The ocular lens of the microscope works as a magnifying glass. It applies: $γ_{2}=\frac{τ'}{τ}.\tag{4}$

We draw a picture from which we can determine the value of the angle of view $$τ$$ at which we observe the object of the height $$y$$ from the conventional distance of distinct vision $$d$$ with the naked eye.

Now we place the ocular lens between the object and the eye so that the object is at the object focal point of the ocular lens. Angle at which we observe the object will increase (magnified angle of view $$τ'$$).

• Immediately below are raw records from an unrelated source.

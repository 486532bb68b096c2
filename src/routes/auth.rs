use axum::extract::State;
use axum::http::header::SET_COOKIE;
use axum::http::{HeaderMap, HeaderValue, StatusCode};
use axum::middleware;
use axum::response::{IntoResponse, Response};
use axum::routing::{get, post};
use axum::{Extension, Router};
use serde::{Deserialize, Serialize};

use crate::auth::{self as auth_core, AuthUser, IssuedSession};
use crate::db::operations::user::UserRecord;
use crate::middleware::auth::require_auth;
use crate::response::{created, ok, AppError};
use crate::routes::JsonOrForm;
use crate::services::user::{self as user_service, RegistrationInput};
use crate::state::AppState;
use crate::validators::required;

pub fn router(state: AppState) -> Router<AppState> {
    let session_routes = Router::new()
        .route("/me", get(me))
        .route("/logout", post(logout))
        .layer(middleware::from_fn_with_state(state, require_auth));

    Router::new()
        .route("/register", post(register))
        .route("/login", post(login))
        .route("/forgot-password", post(forgot_password))
        .route("/reset-password", post(reset_password))
        .merge(session_routes)
}

#[derive(Debug, Default, Deserialize)]
#[serde(rename_all = "camelCase", default)]
struct LoginRequest {
    username: Option<String>,
    password: Option<String>,
}

#[derive(Debug, Default, Deserialize)]
#[serde(rename_all = "camelCase", default)]
struct ForgotPasswordRequest {
    email: Option<String>,
}

#[derive(Debug, Default, Deserialize)]
#[serde(rename_all = "camelCase", default)]
struct ResetPasswordRequest {
    token: Option<String>,
    password: Option<String>,
    #[serde(alias = "confirm_password")]
    confirm_password: Option<String>,
}

#[derive(Serialize)]
#[serde(rename_all = "camelCase")]
struct SessionResponse {
    user: UserRecord,
    token: String,
    expires_at: chrono::DateTime<chrono::Utc>,
}

#[derive(Serialize)]
#[serde(rename_all = "camelCase")]
struct ForgotPasswordResponse {
    message: &'static str,
    #[serde(skip_serializing_if = "Option::is_none")]
    reset_token: Option<String>,
}

#[derive(Serialize)]
struct MessageResponse {
    message: &'static str,
}

fn with_cookie(mut res: Response, cookie: Option<HeaderValue>) -> Response {
    if let Some(cookie) = cookie {
        res.headers_mut().append(SET_COOKIE, cookie);
    }
    res
}

fn session_response(
    state: &AppState,
    status: StatusCode,
    user: UserRecord,
    session: IssuedSession,
) -> Response {
    let cookie = auth_core::session_cookie(
        &session.token,
        session.expires_at,
        state.config().auth.cookie_secure,
    );
    let body = SessionResponse {
        user,
        token: session.token,
        expires_at: session.expires_at,
    };
    let res = if status == StatusCode::CREATED {
        created(body).into_response()
    } else {
        ok(body).into_response()
    };
    with_cookie(res, cookie)
}

async fn register(
    State(state): State<AppState>,
    JsonOrForm(input): JsonOrForm<RegistrationInput>,
) -> Result<Response, AppError> {
    let user =
        user_service::create_user(state.db(), state.config().auth.bcrypt_cost, input, false).await?;
    let session = auth_core::issue_session(state.db(), &state.config().auth, user.id).await?;
    tracing::info!(user_id = user.id, username = %user.username, "user registered");
    Ok(session_response(&state, StatusCode::CREATED, user, session))
}

async fn login(
    State(state): State<AppState>,
    JsonOrForm(body): JsonOrForm<LoginRequest>,
) -> Result<Response, AppError> {
    let username = required(body.username.as_deref(), "username")?;
    let password = body
        .password
        .as_deref()
        .filter(|value| !value.is_empty())
        .ok_or_else(|| AppError::validation("password is required"))?;

    let user = user_service::authenticate(state.db(), username, password).await?;
    let session = auth_core::issue_session(state.db(), &state.config().auth, user.id).await?;
    tracing::info!(user_id = user.id, "user logged in");
    Ok(session_response(&state, StatusCode::OK, user, session))
}

async fn logout(
    State(state): State<AppState>,
    Extension(user): Extension<AuthUser>,
    headers: HeaderMap,
) -> Result<Response, AppError> {
    if let Some(token) = auth_core::extract_token(&headers) {
        auth_core::revoke_session(state.db(), &token).await?;
    }
    tracing::info!(user_id = user.id, "user logged out");
    let res = ok(MessageResponse {
        message: "Logged out",
    })
    .into_response();
    Ok(with_cookie(
        res,
        auth_core::clear_session_cookie(state.config().auth.cookie_secure),
    ))
}

async fn me(
    State(state): State<AppState>,
    Extension(user): Extension<AuthUser>,
) -> Result<impl IntoResponse, AppError> {
    Ok(ok(user_service::load_user(state.db(), user.id).await?))
}

async fn forgot_password(
    State(state): State<AppState>,
    JsonOrForm(body): JsonOrForm<ForgotPasswordRequest>,
) -> Result<impl IntoResponse, AppError> {
    let email = required(body.email.as_deref(), "email")?;
    let token = user_service::request_password_reset(state.db(), email).await?;

    Ok(ok(ForgotPasswordResponse {
        message: "If that email is registered, a reset link has been issued",
        reset_token: token.filter(|_| state.config().expose_reset_tokens),
    }))
}

async fn reset_password(
    State(state): State<AppState>,
    JsonOrForm(body): JsonOrForm<ResetPasswordRequest>,
) -> Result<impl IntoResponse, AppError> {
    let token = required(body.token.as_deref(), "token")?;
    let password = body.password.as_deref().unwrap_or_default();
    let confirm = body.confirm_password.as_deref().unwrap_or_default();
    if password.is_empty() {
        return Err(AppError::validation("password is required"));
    }
    if password != confirm {
        return Err(AppError::validation("Passwords do not match"));
    }

    user_service::reset_password(state.db(), state.config().auth.bcrypt_cost, token, password)
        .await?;
    Ok(ok(MessageResponse {
        message: "Password has been reset, please log in",
    }))
}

We deduce from the picture that if we observe the object with the naked eye it holds true: $\mathrm{tg}\,{τ}=\frac{y}{d}.$ Since angle $$τ$$ is very small, we can assume that $$\mathrm{tg}\,{τ} \dot= τ$$ and thus we can write: $τ=\frac{y}{d}.\tag{5}$

If we observe the object trough the eyepiece, we can deduce the relation for the magnified angle of view $$τ'$$: $\mathrm{tg}\,{τ'}=\frac{y}{f_{2}}.$ The magnified angle of view $$τ'$$ is small and thus we can write: $τ'=\frac{y}{f_{2}}.\tag{6}$

We substitute for relations (5) and (6) in the relation for the angular magnification of the ocular lens (4) and adjust the relation:

$γ_{2}=\frac{τ'}{τ}=\frac{\frac{y}{f_{2}}}{\frac{y}{d}},$ $γ_{2}=\frac{d}{f_{2}}.$

We express the focal length of the ocular lens: $f_{2}=\frac{d}{γ_{2}}.\tag{7}$

Numerical solution

$$Z_{1}=30$$

$$γ_{2}=5$$

$$Δ=0{.}15 \mathrm{m}$$

We look up the conventional distance of distinct vision in the Tables:

$$d= 0{.}25 \mathrm{m}$$

We substitute for the values in the following relationships:

for the total magnification of the microscope (1):

$$γ=Z_{1} \cdot γ_{2} = 30 {\cdot} 5=150.$$

for the focal length of the objective lens (3):

$$f_{1}= \frac{Δ}{Z_{1}}=\frac{0{.}15}{30} \mathrm{m}=5{\cdot}10^{−3} \mathrm{m}=5 \mathrm{mm}.$$

for the focal length of the ocular lens (7):

$$f_{2}=\frac{d}{γ_{2}}=\frac{0{.}25}{5} \mathrm{m}=5{\cdot}10^{−2} \mathrm{m}=50 \mathrm{mm}.$$

The magnification of the microscope is $$150$$. The focal length of the objective lens is $$5 \mathrm{mm}$$ and the focal length of the ocular lens is $$50 \mathrm{mm}$$.